The string "slot" may appear in lines of the entries below. Report how many lines hold it, with only the number.

(Collected data entries)
= = = =
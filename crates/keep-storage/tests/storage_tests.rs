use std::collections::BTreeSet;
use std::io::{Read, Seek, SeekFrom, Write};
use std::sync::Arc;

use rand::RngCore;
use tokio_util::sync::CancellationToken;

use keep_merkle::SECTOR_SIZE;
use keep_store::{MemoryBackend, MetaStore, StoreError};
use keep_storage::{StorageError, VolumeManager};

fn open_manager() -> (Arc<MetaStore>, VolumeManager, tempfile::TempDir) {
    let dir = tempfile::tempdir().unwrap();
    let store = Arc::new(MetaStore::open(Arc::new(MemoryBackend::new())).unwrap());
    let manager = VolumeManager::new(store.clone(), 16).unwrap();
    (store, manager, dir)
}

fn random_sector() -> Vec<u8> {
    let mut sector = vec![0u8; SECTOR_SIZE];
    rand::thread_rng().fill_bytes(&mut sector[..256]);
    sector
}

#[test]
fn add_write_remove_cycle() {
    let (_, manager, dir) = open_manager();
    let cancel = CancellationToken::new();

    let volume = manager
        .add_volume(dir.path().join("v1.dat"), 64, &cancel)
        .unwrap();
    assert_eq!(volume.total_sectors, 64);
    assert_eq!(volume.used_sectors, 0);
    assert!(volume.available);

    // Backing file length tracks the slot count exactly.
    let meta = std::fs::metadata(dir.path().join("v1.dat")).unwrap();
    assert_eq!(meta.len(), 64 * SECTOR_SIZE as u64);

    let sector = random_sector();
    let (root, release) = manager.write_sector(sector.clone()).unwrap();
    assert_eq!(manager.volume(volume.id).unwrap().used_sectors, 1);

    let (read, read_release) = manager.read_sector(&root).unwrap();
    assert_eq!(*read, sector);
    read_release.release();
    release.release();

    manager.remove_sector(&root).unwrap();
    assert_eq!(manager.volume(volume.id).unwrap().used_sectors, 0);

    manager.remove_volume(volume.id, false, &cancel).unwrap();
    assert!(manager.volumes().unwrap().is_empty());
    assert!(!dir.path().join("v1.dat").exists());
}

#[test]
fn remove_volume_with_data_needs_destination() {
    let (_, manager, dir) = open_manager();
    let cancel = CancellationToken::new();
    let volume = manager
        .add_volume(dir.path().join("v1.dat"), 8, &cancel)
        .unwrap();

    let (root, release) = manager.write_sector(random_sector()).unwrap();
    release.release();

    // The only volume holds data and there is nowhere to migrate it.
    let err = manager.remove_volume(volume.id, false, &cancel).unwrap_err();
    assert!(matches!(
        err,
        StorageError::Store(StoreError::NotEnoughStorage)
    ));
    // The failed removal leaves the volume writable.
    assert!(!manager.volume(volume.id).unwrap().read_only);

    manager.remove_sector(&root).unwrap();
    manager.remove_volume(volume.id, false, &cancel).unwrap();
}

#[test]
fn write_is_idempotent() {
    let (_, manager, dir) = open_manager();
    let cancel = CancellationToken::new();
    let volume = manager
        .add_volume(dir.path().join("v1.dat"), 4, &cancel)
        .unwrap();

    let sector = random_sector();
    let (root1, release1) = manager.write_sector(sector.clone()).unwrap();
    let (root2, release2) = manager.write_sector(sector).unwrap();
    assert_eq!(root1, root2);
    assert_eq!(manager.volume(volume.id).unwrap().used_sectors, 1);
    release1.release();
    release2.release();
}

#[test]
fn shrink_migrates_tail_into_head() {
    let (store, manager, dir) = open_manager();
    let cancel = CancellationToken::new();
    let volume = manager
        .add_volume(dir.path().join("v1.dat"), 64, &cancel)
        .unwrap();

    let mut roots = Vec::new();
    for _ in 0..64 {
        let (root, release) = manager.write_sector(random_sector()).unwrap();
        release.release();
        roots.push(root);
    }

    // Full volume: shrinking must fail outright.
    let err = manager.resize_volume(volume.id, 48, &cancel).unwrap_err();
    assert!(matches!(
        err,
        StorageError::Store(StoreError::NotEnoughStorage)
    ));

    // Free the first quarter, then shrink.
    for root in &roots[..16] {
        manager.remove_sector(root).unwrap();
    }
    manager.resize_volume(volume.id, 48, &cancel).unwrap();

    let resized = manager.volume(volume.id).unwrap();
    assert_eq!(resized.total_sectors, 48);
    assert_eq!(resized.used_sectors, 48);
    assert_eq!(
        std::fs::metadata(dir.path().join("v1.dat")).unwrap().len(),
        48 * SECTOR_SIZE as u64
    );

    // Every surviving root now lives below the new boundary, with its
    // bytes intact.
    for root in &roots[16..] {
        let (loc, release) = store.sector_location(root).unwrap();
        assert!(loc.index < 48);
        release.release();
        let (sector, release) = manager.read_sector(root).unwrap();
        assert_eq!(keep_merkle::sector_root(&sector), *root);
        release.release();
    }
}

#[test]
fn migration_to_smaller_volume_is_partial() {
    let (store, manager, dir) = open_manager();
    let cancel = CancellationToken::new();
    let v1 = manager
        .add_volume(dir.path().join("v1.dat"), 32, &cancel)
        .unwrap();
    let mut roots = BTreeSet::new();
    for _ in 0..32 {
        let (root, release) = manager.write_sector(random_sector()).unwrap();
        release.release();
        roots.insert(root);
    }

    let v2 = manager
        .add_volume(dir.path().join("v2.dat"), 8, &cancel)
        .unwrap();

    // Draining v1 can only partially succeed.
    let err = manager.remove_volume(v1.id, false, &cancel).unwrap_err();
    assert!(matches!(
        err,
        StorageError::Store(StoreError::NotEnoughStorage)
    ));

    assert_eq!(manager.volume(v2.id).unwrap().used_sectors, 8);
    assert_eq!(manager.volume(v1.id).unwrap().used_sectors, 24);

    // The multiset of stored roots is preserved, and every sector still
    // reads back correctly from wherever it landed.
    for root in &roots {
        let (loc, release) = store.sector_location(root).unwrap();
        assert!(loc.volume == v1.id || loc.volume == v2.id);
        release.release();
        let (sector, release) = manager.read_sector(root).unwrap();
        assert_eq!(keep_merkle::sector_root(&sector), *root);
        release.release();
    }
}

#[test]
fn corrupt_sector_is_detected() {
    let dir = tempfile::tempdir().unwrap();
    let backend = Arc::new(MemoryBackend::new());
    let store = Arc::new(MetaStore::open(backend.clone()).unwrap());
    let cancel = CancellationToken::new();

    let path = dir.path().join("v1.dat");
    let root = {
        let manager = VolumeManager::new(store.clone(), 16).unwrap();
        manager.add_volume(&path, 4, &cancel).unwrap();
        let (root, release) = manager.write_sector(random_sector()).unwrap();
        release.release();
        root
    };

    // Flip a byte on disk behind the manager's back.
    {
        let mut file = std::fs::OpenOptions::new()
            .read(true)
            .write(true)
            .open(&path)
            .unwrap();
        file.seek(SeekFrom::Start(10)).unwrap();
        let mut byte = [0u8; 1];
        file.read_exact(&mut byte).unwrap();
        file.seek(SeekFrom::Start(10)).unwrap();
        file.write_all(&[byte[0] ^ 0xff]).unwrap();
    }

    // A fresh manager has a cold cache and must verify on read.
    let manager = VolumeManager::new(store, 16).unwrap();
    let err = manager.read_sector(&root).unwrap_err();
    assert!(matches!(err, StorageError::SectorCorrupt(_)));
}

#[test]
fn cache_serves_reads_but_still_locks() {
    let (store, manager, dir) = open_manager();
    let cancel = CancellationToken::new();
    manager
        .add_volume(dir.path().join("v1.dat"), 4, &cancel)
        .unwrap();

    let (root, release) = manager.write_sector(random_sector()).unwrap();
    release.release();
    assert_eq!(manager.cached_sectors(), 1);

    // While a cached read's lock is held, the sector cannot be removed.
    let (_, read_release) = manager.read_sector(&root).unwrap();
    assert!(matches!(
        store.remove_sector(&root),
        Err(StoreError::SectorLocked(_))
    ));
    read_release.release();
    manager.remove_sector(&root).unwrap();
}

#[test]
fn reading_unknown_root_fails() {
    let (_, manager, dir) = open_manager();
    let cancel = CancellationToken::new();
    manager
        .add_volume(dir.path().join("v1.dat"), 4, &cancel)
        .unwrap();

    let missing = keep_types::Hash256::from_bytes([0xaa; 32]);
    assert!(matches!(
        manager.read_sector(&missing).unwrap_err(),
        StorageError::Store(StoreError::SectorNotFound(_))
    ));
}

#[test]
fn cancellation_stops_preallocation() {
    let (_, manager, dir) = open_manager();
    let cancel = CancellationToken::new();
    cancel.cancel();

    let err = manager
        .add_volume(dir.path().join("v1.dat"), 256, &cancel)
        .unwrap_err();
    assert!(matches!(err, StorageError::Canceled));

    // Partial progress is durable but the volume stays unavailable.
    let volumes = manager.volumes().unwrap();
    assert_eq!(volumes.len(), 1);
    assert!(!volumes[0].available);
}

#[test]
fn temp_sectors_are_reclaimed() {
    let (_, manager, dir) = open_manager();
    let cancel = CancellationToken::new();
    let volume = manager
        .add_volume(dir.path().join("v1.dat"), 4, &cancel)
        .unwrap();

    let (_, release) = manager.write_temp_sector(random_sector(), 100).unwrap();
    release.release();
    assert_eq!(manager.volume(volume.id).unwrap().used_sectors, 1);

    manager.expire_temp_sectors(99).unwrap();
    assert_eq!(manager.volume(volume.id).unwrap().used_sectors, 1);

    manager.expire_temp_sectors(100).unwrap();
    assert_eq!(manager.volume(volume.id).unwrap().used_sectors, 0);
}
= = = =
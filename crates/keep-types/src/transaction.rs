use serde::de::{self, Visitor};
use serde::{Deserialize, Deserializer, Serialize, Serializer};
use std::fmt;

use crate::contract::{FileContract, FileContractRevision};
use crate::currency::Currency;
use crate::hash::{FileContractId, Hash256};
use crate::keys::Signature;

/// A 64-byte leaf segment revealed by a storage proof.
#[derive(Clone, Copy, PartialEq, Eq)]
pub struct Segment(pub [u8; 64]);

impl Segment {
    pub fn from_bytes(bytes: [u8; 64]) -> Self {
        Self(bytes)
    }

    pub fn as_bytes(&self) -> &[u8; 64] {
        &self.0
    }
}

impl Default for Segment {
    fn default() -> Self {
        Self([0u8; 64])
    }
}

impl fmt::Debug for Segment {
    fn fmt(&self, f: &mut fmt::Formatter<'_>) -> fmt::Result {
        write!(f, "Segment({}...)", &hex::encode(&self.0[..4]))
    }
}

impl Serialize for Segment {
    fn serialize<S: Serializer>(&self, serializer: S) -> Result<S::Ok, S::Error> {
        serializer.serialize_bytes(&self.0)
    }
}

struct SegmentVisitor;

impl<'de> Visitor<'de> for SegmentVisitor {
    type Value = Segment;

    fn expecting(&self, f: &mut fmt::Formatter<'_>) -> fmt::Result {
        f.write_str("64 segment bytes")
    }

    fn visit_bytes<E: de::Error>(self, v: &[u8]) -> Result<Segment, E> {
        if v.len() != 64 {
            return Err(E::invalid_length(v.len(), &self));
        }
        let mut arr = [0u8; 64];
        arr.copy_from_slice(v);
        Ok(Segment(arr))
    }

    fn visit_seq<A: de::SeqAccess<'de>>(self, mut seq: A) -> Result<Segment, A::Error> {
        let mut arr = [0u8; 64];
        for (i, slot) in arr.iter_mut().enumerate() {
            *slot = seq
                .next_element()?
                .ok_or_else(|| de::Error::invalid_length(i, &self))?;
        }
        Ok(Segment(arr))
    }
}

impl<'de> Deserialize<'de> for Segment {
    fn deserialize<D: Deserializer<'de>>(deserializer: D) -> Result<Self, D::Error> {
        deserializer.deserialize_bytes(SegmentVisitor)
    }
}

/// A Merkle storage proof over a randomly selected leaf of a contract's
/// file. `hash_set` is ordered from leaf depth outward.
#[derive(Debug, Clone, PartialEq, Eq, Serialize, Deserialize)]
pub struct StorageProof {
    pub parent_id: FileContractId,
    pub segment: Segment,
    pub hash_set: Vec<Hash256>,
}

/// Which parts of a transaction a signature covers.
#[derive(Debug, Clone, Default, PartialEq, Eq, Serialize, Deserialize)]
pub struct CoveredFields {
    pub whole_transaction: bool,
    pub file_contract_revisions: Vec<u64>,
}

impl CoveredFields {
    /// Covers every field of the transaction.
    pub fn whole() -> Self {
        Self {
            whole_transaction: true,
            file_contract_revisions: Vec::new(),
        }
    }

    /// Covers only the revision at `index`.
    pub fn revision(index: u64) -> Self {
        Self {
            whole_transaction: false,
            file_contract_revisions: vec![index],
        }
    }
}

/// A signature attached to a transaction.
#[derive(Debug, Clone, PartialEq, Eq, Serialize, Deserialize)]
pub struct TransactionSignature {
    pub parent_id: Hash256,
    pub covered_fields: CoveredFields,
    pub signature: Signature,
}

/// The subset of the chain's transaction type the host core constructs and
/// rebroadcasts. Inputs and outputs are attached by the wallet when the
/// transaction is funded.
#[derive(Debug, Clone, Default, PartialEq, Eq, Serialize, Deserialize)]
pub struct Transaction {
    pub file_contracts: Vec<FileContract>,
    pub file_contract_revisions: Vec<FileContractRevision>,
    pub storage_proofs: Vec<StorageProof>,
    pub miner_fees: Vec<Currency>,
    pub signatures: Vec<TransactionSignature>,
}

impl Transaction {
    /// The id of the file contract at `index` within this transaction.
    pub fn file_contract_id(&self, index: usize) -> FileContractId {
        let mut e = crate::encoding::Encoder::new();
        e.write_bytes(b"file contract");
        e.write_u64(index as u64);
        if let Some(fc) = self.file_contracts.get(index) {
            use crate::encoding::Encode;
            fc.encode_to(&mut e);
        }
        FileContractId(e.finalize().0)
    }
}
= = = =
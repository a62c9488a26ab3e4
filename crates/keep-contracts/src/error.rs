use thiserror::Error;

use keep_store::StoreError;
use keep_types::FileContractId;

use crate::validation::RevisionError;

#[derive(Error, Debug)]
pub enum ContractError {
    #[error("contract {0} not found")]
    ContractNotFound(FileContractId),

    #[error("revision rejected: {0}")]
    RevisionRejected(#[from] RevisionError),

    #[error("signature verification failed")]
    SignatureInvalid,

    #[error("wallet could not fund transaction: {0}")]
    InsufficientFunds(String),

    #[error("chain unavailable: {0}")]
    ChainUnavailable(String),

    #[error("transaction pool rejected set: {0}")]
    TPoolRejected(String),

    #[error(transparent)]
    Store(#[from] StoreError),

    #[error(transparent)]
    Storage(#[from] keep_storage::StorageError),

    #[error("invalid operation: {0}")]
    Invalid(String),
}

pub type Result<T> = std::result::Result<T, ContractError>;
= = = =
» EXERCISE RESULT
3